Rabu, 01 Juni 2011

BELUT

Karena memang hobi saya terhadap dunia perikanan sudah begitu mendarah daging makanya saya selalu tertarik sama hal-hal yang berbau perikanan (amis ya ...). Salah satunya adalah beternak belut. Waktu masih kelas 1 SMP saya tertarik beternak belut seperti yang ditayangkan di acara-acara TVRI waktu itu (acara Bangun Desa atau Bina Tani ya?). Di situ diuraikan mengenai cara-cara beternak belut menggunakan sarana drum bekas. Drum diisi pasir, tanah, ijuk dan jerami dengan komposisi tertentu (tentu saja diisi air juga). Setelah wahana siap langkah berikutnya adalah mencari bibit belut. Di sini cerita dimulai.
Siang itu setelah pulang sekolah saya mampir ke pasar pagi (tapi siang tetep buka) di dekat terminal lama. Di situ adalah tempat menjual ikan untuk konsumsi. Termasuk belut. Seharusnya saya membeli bibit belut, tetapi karena tidak tahu harus beli di mana aku akhirnya beli belut hidup yang biasa untuk dikonsumsi. Setelah tanya harga dan sedikit tawar-menawar (sok ahli menawar lagi) akhirnya aku beli 3 kilo. Belutpun dibungkus di tas plastik hitam dan diisi sedikit air agar tetap hidup.

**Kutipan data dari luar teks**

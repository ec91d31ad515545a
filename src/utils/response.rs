use rocket_okapi::okapi::Map;
use serde::{Deserialize, Serialize};
use rocket::http::Status;
use rocket::response::{self, Responder, Response};
use rocket::Request;
use std::io::Cursor;
use log::error;
use rocket_okapi::okapi::schemars::JsonSchema;
use rocket_okapi::response::OpenApiResponderInner;
use rocket_okapi::r#gen::OpenApiGenerator;
use rocket_okapi::okapi::openapi3::{MediaType, Response as OpenApiResponse, Responses};

use crate::services::StoreError;

/* ----------------------------- GENERIC API RESPONSE ----------------------------- */

#[derive(Debug, Serialize, Deserialize, JsonSchema)]
pub struct ApiResponse<T> {
    pub success: bool,
    pub message: Option<String>,
    #[serde(skip_serializing_if = "Option::is_none")]
    pub data: Option<T>,
}

impl<T> ApiResponse<T> {
    pub fn success(data: T) -> Self {
        ApiResponse {
            success: true,
            message: None,
            data: Some(data),
        }
    }

    pub fn success_with_message(message: String, data: T) -> Self {
        ApiResponse {
            success: true,
            message: Some(message),
            data: Some(data),
        }
    }

    pub fn error(message: String) -> ApiResponse<()> {
        ApiResponse {
            success: false,
            message: Some(message),
            data: None,
        }
    }
}

/* ----------------------------- API ERROR ----------------------------- */

#[derive(Debug, Serialize, JsonSchema)]
pub struct ApiError {
    #[schemars(skip)]
    #[serde(skip_serializing)]
    pub status: Status,
    pub message: String,
}

impl ApiError {
    pub fn bad_request(message: impl Into<String>) -> Self {
        ApiError {
            status: Status::BadRequest,
            message: message.into(),
        }
    }

    pub fn not_found(message: impl Into<String>) -> Self {
        ApiError {
            status: Status::NotFound,
            message: message.into(),
        }
    }

    pub fn internal_error(message: impl Into<String>) -> Self {
        ApiError {
            status: Status::InternalServerError,
            message: message.into(),
        }
    }
}

impl From<StoreError> for ApiError {
    fn from(e: StoreError) -> Self {
        error!("Store failure: {}", e);
        ApiError::internal_error("Storage is unavailable")
    }
}

/* ----------------------------- ROCKET RESPONDER ----------------------------- */

impl<'r> Responder<'r, 'static> for ApiError {
    fn respond_to(self, _: &'r Request<'_>) -> response::Result<'static> {
        let body = serde_json::to_string(&ApiResponse::<()>::error(self.message))
            .unwrap_or_else(|_| r#"{"success":false,"message":"Internal error"}"#.to_string());

        Response::build()
            .status(self.status)
            .header(rocket::http::ContentType::JSON)
            .sized_body(body.len(), Cursor::new(body))
            .ok()
    }
}

/* ----------------------------- OPENAPI INTEGRATION ----------------------------- */

impl OpenApiResponderInner for ApiError {
    fn responses(generator: &mut OpenApiGenerator) -> rocket_okapi::Result<Responses> {
        let schema = generator.json_schema::<ApiResponse<()>>();

        let mut content = Map::new();
        content.insert(
            "application/json".to_owned(),
            MediaType {
                schema: Some(schema),
                ..Default::default()
            },
        );

        let mut responses = Responses::default();

        for (code, description) in [
            ("400", "Bad request"),
            ("404", "Not found"),
            ("422", "Unprocessable entity"),
            ("500", "Internal server error"),
        ] {
            responses.responses.insert(
                code.to_string(),
                rocket_okapi::okapi::openapi3::RefOr::Object(OpenApiResponse {
                    description: description.to_string(),
                    content: content.clone(),
                    ..Default::default()
                }),
            );
        }

        Ok(responses)
    }
}

#[cfg(test)]
mod tests {
    use super::*;
    use rocket_okapi::okapi::schemars::schema_for;

    #[test]
    fn store_failure_becomes_generic_500() {
        let err = ApiError::from(StoreError::Poisoned("subscription"));
        assert_eq!(err.status, Status::InternalServerError);
        assert_eq!(err.message, "Storage is unavailable");
    }

    #[test]
    fn error_envelope_omits_data() {
        let body = serde_json::to_value(ApiResponse::<()>::error("nope".to_string())).unwrap();
        assert_eq!(body, serde_json::json!({ "success": false, "message": "nope" }));
    }

    #[test]
    fn envelope_schemas_carry_no_description() {
        for root in [schema_for!(ApiResponse<()>), schema_for!(ApiError)] {
            let description = root
                .schema
                .metadata
                .as_ref()
                .and_then(|meta| meta.description.as_ref());
            assert!(description.is_none(), "{description:?}");
        }
    }
}
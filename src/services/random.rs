use rand::rngs::StdRng;
use rand::{Rng, SeedableRng};
use std::sync::Mutex;

/// Source of uniform draws in `[0, 1)` for simulated payment outcomes.
pub trait RandomSource: Send + Sync {
    fn next_unit(&self) -> f64;
}

pub struct ThreadRandom;

impl RandomSource for ThreadRandom {
    fn next_unit(&self) -> f64 {
        rand::thread_rng().r#gen::<f64>()
    }
}

/// Reproducible draws, used when `simulation_seed` is configured.
pub struct SeededRandom {
    rng: Mutex<StdRng>,
}

impl SeededRandom {
    pub fn new(seed: u64) -> Self {
        SeededRandom {
            rng: Mutex::new(StdRng::seed_from_u64(seed)),
        }
    }
}

impl RandomSource for SeededRandom {
    fn next_unit(&self) -> f64 {
        match self.rng.lock() {
            Ok(mut rng) => rng.r#gen::<f64>(),
            Err(poisoned) => poisoned.into_inner().r#gen::<f64>(),
        }
    }
}

/// Always returns the same draw.
#[cfg(test)]
pub struct FixedRandom(pub f64);

#[cfg(test)]
impl RandomSource for FixedRandom {
    fn next_unit(&self) -> f64 {
        self.0
    }
}

/// Replays a fixed list of draws, then repeats the last one.
#[cfg(test)]
pub struct SequenceRandom {
    draws: Mutex<std::collections::VecDeque<f64>>,
    last: Mutex<f64>,
}

#[cfg(test)]
impl SequenceRandom {
    pub fn new(draws: &[f64]) -> Self {
        SequenceRandom {
            draws: Mutex::new(draws.iter().copied().collect()),
            last: Mutex::new(0.0),
        }
    }
}

#[cfg(test)]
impl RandomSource for SequenceRandom {
    fn next_unit(&self) -> f64 {
        let mut last = self.last.lock().unwrap();
        if let Some(next) = self.draws.lock().unwrap().pop_front() {
            *last = next;
        }
        *last
    }
}
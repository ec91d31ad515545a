use chrono::Utc;
use rocket::State;
use rocket::serde::json::Json;
use rocket_okapi::openapi;

use crate::models::{HealthData, HealthStatus, SystemInfo, SystemStats};
use crate::state::AppState;
use crate::utils::ApiResponse;

#[openapi(tag = "Health")]
#[get("/health")]
pub async fn health(state: &State<AppState>) -> Json<ApiResponse<HealthStatus>> {
    Json(ApiResponse::success(HealthStatus {
        status: "healthy".to_string(),
        timestamp: Utc::now(),
        uptime: state.uptime_secs(),
        data: HealthData {
            subscriptions: state.store.count_subscriptions(),
            transactions: state.store.count_transactions(),
            payment_stats: state.payments.statistics(),
        },
    }))
}

#[openapi(tag = "Health")]
#[get("/health/stats")]
pub async fn system_stats(state: &State<AppState>) -> Json<ApiResponse<SystemStats>> {
    Json(ApiResponse::success(SystemStats {
        subscriptions: state.store.count_subscriptions(),
        transactions: state.store.count_transactions(),
        payment_stats: state.payments.statistics(),
        system: SystemInfo {
            uptime: state.uptime_secs(),
            version: env!("CARGO_PKG_VERSION").to_string(),
            scheduler_running: state.scheduler.is_running(),
        },
    }))
}
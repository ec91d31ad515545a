use chrono::{DateTime, Days, Months, Utc};
use serde::{Deserialize, Serialize};
use rocket_okapi::okapi::schemars::JsonSchema;
use validator::Validate;

use super::CampaignAnalysis;

#[derive(Debug, Serialize, Deserialize, Clone, Copy, PartialEq, Eq, Hash, JsonSchema)]
#[serde(rename_all = "UPPERCASE")]
pub enum Currency {
    Usd,
    Eur,
    Gbp,
    Cad,
    Aud,
}

impl Currency {
    pub fn as_str(&self) -> &'static str {
        match self {
            Currency::Usd => "USD",
            Currency::Eur => "EUR",
            Currency::Gbp => "GBP",
            Currency::Cad => "CAD",
            Currency::Aud => "AUD",
        }
    }
}

#[derive(Debug, Serialize, Deserialize, Clone, Copy, PartialEq, Eq, Hash, JsonSchema)]
#[serde(rename_all = "lowercase")]
pub enum BillingInterval {
    Daily,
    Weekly,
    Monthly,
    Yearly,
}

impl BillingInterval {
    pub fn as_str(&self) -> &'static str {
        match self {
            BillingInterval::Daily => "daily",
            BillingInterval::Weekly => "weekly",
            BillingInterval::Monthly => "monthly",
            BillingInterval::Yearly => "yearly",
        }
    }

    /// Date of the next charge, one interval after `from`.
    ///
    /// Calendar intervals clamp to the last valid day of the target month,
    /// so Jan 31 rolls to Feb 28 (or 29) and Feb 29 rolls to Feb 28 a year on.
    pub fn next_billing_date(&self, from: DateTime<Utc>) -> DateTime<Utc> {
        let next = match self {
            BillingInterval::Daily => from.checked_add_days(Days::new(1)),
            BillingInterval::Weekly => from.checked_add_days(Days::new(7)),
            BillingInterval::Monthly => from.checked_add_months(Months::new(1)),
            BillingInterval::Yearly => from.checked_add_months(Months::new(12)),
        };

        next.unwrap_or(DateTime::<Utc>::MAX_UTC)
    }

    /// Normalizes a per-interval amount to a monthly one.
    pub fn monthly_value(&self, amount: f64) -> f64 {
        match self {
            BillingInterval::Daily => amount * 30.0,
            BillingInterval::Weekly => amount * 4.33, // average weeks per month
            BillingInterval::Monthly => amount,
            BillingInterval::Yearly => amount / 12.0,
        }
    }
}

#[derive(Debug, Serialize, Deserialize, Clone, PartialEq, JsonSchema)]
#[serde(rename_all = "camelCase")]
pub struct Subscription {
    pub id: String,
    pub donor_id: String,
    pub amount: f64,
    pub currency: Currency,
    pub interval: BillingInterval,
    pub campaign_description: String,
    pub campaign_analysis: CampaignAnalysis,
    pub is_active: bool,
    pub created_at: DateTime<Utc>,
    pub next_billing_date: DateTime<Utc>,
}

impl Subscription {
    pub fn is_due(&self, now: DateTime<Utc>) -> bool {
        self.is_active && self.next_billing_date <= now
    }
}

#[derive(Debug, Deserialize, Validate, JsonSchema)]
#[serde(rename_all = "camelCase")]
pub struct CreateSubscriptionDto {
    #[validate(length(min = 1, message = "donorId is required and must be a string"))]
    pub donor_id: String,
    #[validate(range(min = 0.01, message = "amount must be a positive number"))]
    pub amount: f64,
    pub currency: Currency,
    pub interval: BillingInterval,
    #[validate(length(min = 1, message = "campaignDescription is required and must be a string"))]
    pub campaign_description: String,
}

#[cfg(test)]
mod tests {
    use super::*;
    use chrono::TimeZone;

    fn at(y: i32, m: u32, d: u32) -> DateTime<Utc> {
        Utc.with_ymd_and_hms(y, m, d, 10, 30, 0).unwrap()
    }

    #[test]
    fn daily_and_weekly_add_fixed_days() {
        let from = at(2025, 3, 30);
        assert_eq!(BillingInterval::Daily.next_billing_date(from), at(2025, 3, 31));
        assert_eq!(BillingInterval::Weekly.next_billing_date(from), at(2025, 4, 6));
    }

    #[test]
    fn monthly_clamps_to_end_of_shorter_month() {
        assert_eq!(
            BillingInterval::Monthly.next_billing_date(at(2025, 1, 31)),
            at(2025, 2, 28)
        );
        assert_eq!(
            BillingInterval::Monthly.next_billing_date(at(2024, 1, 31)),
            at(2024, 2, 29)
        );
        assert_eq!(
            BillingInterval::Monthly.next_billing_date(at(2025, 12, 15)),
            at(2026, 1, 15)
        );
    }

    #[test]
    fn yearly_from_leap_day_clamps() {
        assert_eq!(
            BillingInterval::Yearly.next_billing_date(at(2024, 2, 29)),
            at(2025, 2, 28)
        );
        assert_eq!(
            BillingInterval::Yearly.next_billing_date(at(2025, 6, 1)),
            at(2026, 6, 1)
        );
    }

    #[test]
    fn monthly_value_factors() {
        assert_eq!(BillingInterval::Daily.monthly_value(10.0), 300.0);
        assert!((BillingInterval::Weekly.monthly_value(10.0) - 43.3).abs() < 1e-9);
        assert_eq!(BillingInterval::Monthly.monthly_value(10.0), 10.0);
        assert_eq!(BillingInterval::Yearly.monthly_value(120.0), 10.0);
    }

    #[test]
    fn enums_use_wire_names() {
        assert_eq!(serde_json::to_string(&Currency::Gbp).unwrap(), "\"GBP\"");
        assert_eq!(
            serde_json::from_str::<BillingInterval>("\"weekly\"").unwrap(),
            BillingInterval::Weekly
        );
        assert!(serde_json::from_str::<Currency>("\"JPY\"").is_err());
    }

    #[test]
    fn create_dto_rejects_non_positive_amount() {
        let dto = CreateSubscriptionDto {
            donor_id: "donor-1".to_string(),
            amount: 0.0,
            currency: Currency::Usd,
            interval: BillingInterval::Monthly,
            campaign_description: "Clean water".to_string(),
        };
        assert!(dto.validate().is_err());

        let dto = CreateSubscriptionDto { amount: 0.01, ..dto };
        assert!(dto.validate().is_ok());
    }
}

Selesai belanja aku pergi ke tempat angkutan mangkal. Sayangnya yang lagi mangkal di situ adalah Fajar Bakti. Mobil Izusu berwarna biru langit ini adalah salah satu angkutan yang aku benci. Leletnya minta ampun. Mana rajin berhenti untuk mencari penumpang lagi. Tetapi karena memang rejekinya dapat angkutan yang ini ya aku tetap naik juga. Karena jaraknya jauh aku mencari tempat duduk paling belakang. Di situ adalah tempat favorit yang aman untuk tidur (setelah kursi paling depan tentunya). Tidak terganggu penumpang yang turun naik. Sebelah kanan kiriku adalah  4 anak cewek SMA yang juga mau pulang sekolah. Mereka rupanya juga mencari tempat aman tanpa gangguan. Aku duduk berdesakan dengan mereka sambil menenteng tas berisi belut.
Setelah menunggu cukup lama mobil berangkat. Setengah jam mobil berangkat seperti yang sudah-sudah aku mulai ngantuk. Tapi aku berusaha menahannya agar tetap melek dan tidak ketiduran. Tapi lagi-lagi apalah dayaku menghadapi rasa ngantuk. Tanpa terasa akupun terlelap.
Lagi asyik-asyiknya terbang ke alam mimpi aku terkejut dibangunin kakak-kakak yang ada di sebelah-sebelahku. Kudengar ada ibu-ibu yang berteriak-teriak. Ada apa ini ? Aku khawatir telah terjadi keadaan darurat mengarah ke chaos.
Keadaan menjadi jelas ketika kakak sebelahku bicara sama aku:
" Dik, belutnya lepas ...".
Aku langsung nengok ke bawah. Astaga !!! Banyak sekali belut berjalan ke sana kemari di kolong kursi dan lantai mobil (persis adegan film Hollywood yang ada ular lepas di pesawat itu lho). Rupanya pas aku terlelap tadi tas plastik berisi belut yang kupegang jatuh dan isinya tumpah. Dengan perasaan malu (masuk kategori ultra malu) dan muka panas aku mulai menangkap belut-belut itu satu demi satu. Aku merangkak di antara kaki-kari para penumpang untuk menangkapnya. Kolong demi kolong aku telusuri. Masih terdengar jerit ketakutan dari beberapa penumpang (terutama dari ibu-ibu). Beberapa penumpang mencoba menolong dengan menunjukkan lokasi-lokasi belut yang belum tertangkap.
"Ini dik ... Ini dik ..."
"Di sini dik ..."
"Itu ada satu dik ...".
Begitulah kata-kata mereka yang aku dengar saat aku sedang merangkak-rangkak ke sana kemari. Bisa dibayangkan betapa berwibawa dan kharismatiknya saya waktu itu. Harkat dan martabatku untuk ke sekian kalinya kecemplung sumur.
Wok wok ketekur ... Wok wok ketekur ...
Emaaakkk ... Tolonglah anakmu iniiii ... !!!